Which Language to Start With

This question has been debated for twenty years and the answer hasn’t changed much.

Python for general-purpose programming, data work, or AI. It reads like English, has massive community support, and is the most in-demand language for data-related roles.

JavaScript for web development. If you want to build websites and web applications, this is unavoidable. It runs in every browser and powers most of the modern web.

SQL if you work with data in any capacity. It’s not a programming language in the traditional sense, but knowing how to query databases is one of the most practical tech skills you can have.

Pick one. Don’t agonise over it. The concepts transfer between languages. Your first language matters less than the fact that you started.
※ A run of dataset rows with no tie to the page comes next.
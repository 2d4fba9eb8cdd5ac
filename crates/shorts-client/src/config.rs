//! Service endpoints and client configuration.

use std::time::Duration;

use url::Url;

use crate::error::{ServiceError, ServiceResult};

pub const PROMPTS_PATH: &str = "/generate-prompts";
pub const SCRIPT_PATH: &str = "/generate-script";
pub const IMAGE_PATH: &str = "/v1/generation/text-to-image";
pub const VOICEOVER_PATH: &str = "/generate-voiceover";
pub const VIDEO_PATH: &str = "/create-video";

/// Base URLs of the external services.
#[derive(Debug, Clone, PartialEq, Eq)]
pub struct ServiceEndpoints {
    /// Prompt and script generation service
    pub content_base: String,
    /// Image generation server
    pub image_base: String,
    /// Text-to-speech service
    pub voiceover_base: String,
    /// Video assembly service
    pub video_base: String,
    /// Web root of the dated output directories
    pub output_base: String,
}

impl Default for ServiceEndpoints {
    fn default() -> Self {
        Self {
            content_base: "http://localhost:5000".to_string(),
            image_base: "http://127.0.0.1:8888".to_string(),
            voiceover_base: "http://localhost:5000".to_string(),
            video_base: "http://localhost:5000".to_string(),
            output_base: "http://localhost/shorts/output".to_string(),
        }
    }
}

impl ServiceEndpoints {
    /// Point every service at one base URL (handy for tests and mocks).
    pub fn single(base: impl Into<String>) -> Self {
        let base = base.into();
        Self {
            content_base: base.clone(),
            image_base: base.clone(),
            voiceover_base: base.clone(),
            video_base: base.clone(),
            output_base: format!("{}/output", base.trim_end_matches('/')),
        }
    }

    /// Create endpoints from environment variables.
    pub fn from_env() -> Self {
        let defaults = Self::default();
        let content_base =
            std::env::var("CONTENT_SERVICE_URL").unwrap_or(defaults.content_base);
        Self {
            image_base: std::env::var("IMAGE_SERVICE_URL").unwrap_or(defaults.image_base),
            voiceover_base: std::env::var("VOICEOVER_SERVICE_URL")
                .unwrap_or_else(|_| content_base.clone()),
            video_base: std::env::var("VIDEO_SERVICE_URL").unwrap_or_else(|_| content_base.clone()),
            output_base: std::env::var("OUTPUT_BASE_URL").unwrap_or(defaults.output_base),
            content_base,
        }
    }

    /// Reject base URLs that cannot be parsed.
    pub fn validate(&self) -> ServiceResult<()> {
        for (name, value) in [
            ("content", &self.content_base),
            ("image", &self.image_base),
            ("voiceover", &self.voiceover_base),
            ("video", &self.video_base),
            ("output", &self.output_base),
        ] {
            Url::parse(value)
                .map_err(|e| ServiceError::config(format!("{} base URL {:?}: {}", name, value, e)))?;
        }
        Ok(())
    }

    pub fn prompts_url(&self) -> String {
        join(&self.content_base, PROMPTS_PATH)
    }

    pub fn script_url(&self) -> String {
        join(&self.content_base, SCRIPT_PATH)
    }

    pub fn image_url(&self) -> String {
        join(&self.image_base, IMAGE_PATH)
    }

    pub fn voiceover_url(&self) -> String {
        join(&self.voiceover_base, VOICEOVER_PATH)
    }

    pub fn video_url(&self) -> String {
        join(&self.video_base, VIDEO_PATH)
    }
}

fn join(base: &str, path: &str) -> String {
    format!("{}{}", base.trim_end_matches('/'), path)
}

/// How long to wait for a generated file to show up at its output path.
#[derive(Debug, Clone, PartialEq, Eq)]
pub struct RetrievalPolicy {
    /// Number of GET attempts (at least one)
    pub attempts: u32,
    /// Pause between attempts
    pub interval: Duration,
}

impl Default for RetrievalPolicy {
    fn default() -> Self {
        Self {
            attempts: 3,
            interval: Duration::from_millis(1000),
        }
    }
}

/// HTTP client configuration.
#[derive(Debug, Clone, Default)]
pub struct ClientConfig {
    pub endpoints: ServiceEndpoints,
    /// No timeout unless set
    pub request_timeout: Option<Duration>,
    pub retrieval: RetrievalPolicy,
}

impl ClientConfig {
    /// Create config from environment variables.
    pub fn from_env() -> Self {
        Self {
            endpoints: ServiceEndpoints::from_env(),
            request_timeout: std::env::var("REQUEST_TIMEOUT_SECS")
                .ok()
                .and_then(|s| s.parse().ok())
                .map(Duration::from_secs),
            retrieval: RetrievalPolicy {
                attempts: std::env::var("RETRIEVAL_ATTEMPTS")
                    .ok()
                    .and_then(|s| s.parse::<u32>().ok())
                    .unwrap_or(3)
                    .max(1),
                interval: Duration::from_millis(
                    std::env::var("RETRIEVAL_INTERVAL_MS")
                        .ok()
                        .and_then(|s| s.parse().ok())
                        .unwrap_or(1000),
                ),
            },
        }
    }
}

#[cfg(test)]
mod tests {
    use super::*;
    use serial_test::serial;

    #[test]
    fn test_default_endpoints() {
        let endpoints = ServiceEndpoints::default();
        assert_eq!(endpoints.prompts_url(), "http://localhost:5000/generate-prompts");
        assert_eq!(
            endpoints.image_url(),
            "http://127.0.0.1:8888/v1/generation/text-to-image"
        );
        assert!(endpoints.validate().is_ok());
    }

    #[test]
    fn test_single_base_trailing_slash() {
        let endpoints = ServiceEndpoints::single("http://127.0.0.1:9000/");
        assert_eq!(endpoints.video_url(), "http://127.0.0.1:9000/create-video");
        assert_eq!(endpoints.output_base, "http://127.0.0.1:9000/output");
    }

    #[test]
    fn test_validate_rejects_garbage() {
        let endpoints = ServiceEndpoints {
            image_base: "not a url".to_string(),
            ..ServiceEndpoints::default()
        };
        assert!(matches!(endpoints.validate(), Err(ServiceError::Config(_))));
    }

    #[test]
    #[serial]
    fn test_from_env_falls_back_to_content_base() {
        std::env::set_var("CONTENT_SERVICE_URL", "http://content:7000");
        std::env::remove_var("VOICEOVER_SERVICE_URL");
        std::env::remove_var("VIDEO_SERVICE_URL");

        let endpoints = ServiceEndpoints::from_env();
        assert_eq!(endpoints.voiceover_base, "http://content:7000");
        assert_eq!(endpoints.video_base, "http://content:7000");

        std::env::remove_var("CONTENT_SERVICE_URL");
    }

    #[test]
    #[serial]
    fn test_client_config_timeout_unset_by_default() {
        std::env::remove_var("REQUEST_TIMEOUT_SECS");
        std::env::set_var("RETRIEVAL_ATTEMPTS", "0");

        let config = ClientConfig::from_env();
        assert!(config.request_timeout.is_none());
        assert_eq!(config.retrieval.attempts, 1);

        std::env::remove_var("RETRIEVAL_ATTEMPTS");
    }
}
The Free Resources Are Better Than Ever

The quality of free learning resources has improved dramatically. Some notable options:

freeCodeCamp remains excellent for web development. Their curriculum is structured, project-based, and completely free. Thousands of people have landed jobs after completing it.

CS50 from Harvard is a proper computer science course available free on edX. It’s demanding but gives you a stronger foundation than most bootcamps.

The Odin Project is comprehensive for full-stack web development. It’s community-driven and constantly updated.

YouTube channels like Fireship, Traversy Media, and Corey Schafer offer high-quality tutorials on specific topics.

Bootcamps: Worth It?

Coding bootcamps charge $10,000-$20,000 for 12-16 weeks of intensive training. Are they worth it?

It depends entirely on your situation.

If you’re disciplined enough to learn independently, free resources cover the same material. The knowledge is identical.

What bootcamps provide is structure, accountability, and (sometimes) job placement support. If you struggle with self-directed learning, a bootcamp’s rigid schedule might be worth the cost.

But be wary of bootcamp marketing. Those “95% job placement” rates are often massaged. Ask for specifics: how long after graduation, what types of roles, what salary ranges.

The Project Problem

Every coding guide says “build projects.” This is correct but unhelpful without context.

Don’t build todo apps. Don’t build calculator apps. Build something you’ll actually use.

A tool that tracks your running schedule. A script that organises your downloads folder. A simple website for a family member’s small business. Something real, even if it’s small.

Real projects force you to solve real problems. Tutorial projects follow a predetermined path. Real projects throw unexpected challenges at you. That’s where the learning happens.

The Job Market Reality

The entry-level developer job market is tighter than it was during the pandemic hiring boom. Companies are more selective. The bar has risen.

This doesn’t mean opportunities don’t exist. It means you need to be more strategic. Companies like Team400 and other tech firms are always looking for capable people who can demonstrate practical skills, not just course completions.

Build a portfolio with three to five solid projects. Contribute to open source. Have a GitHub profile that shows consistent activity. These matter more than certificates.

The Long Game

Coding isn’t a skill you learn once. It’s a practice you maintain. Languages evolve. Frameworks change. New paradigms emerge.

The fundamentals, however, are stable. Logic, problem-solving, data structures, algorithms. These haven’t changed in decades and won’t change anytime soon.

Learn the fundamentals well. Stay current on the tools. Keep building things. That’s the formula. It’s not exciting. It’s not a shortcut. But it works.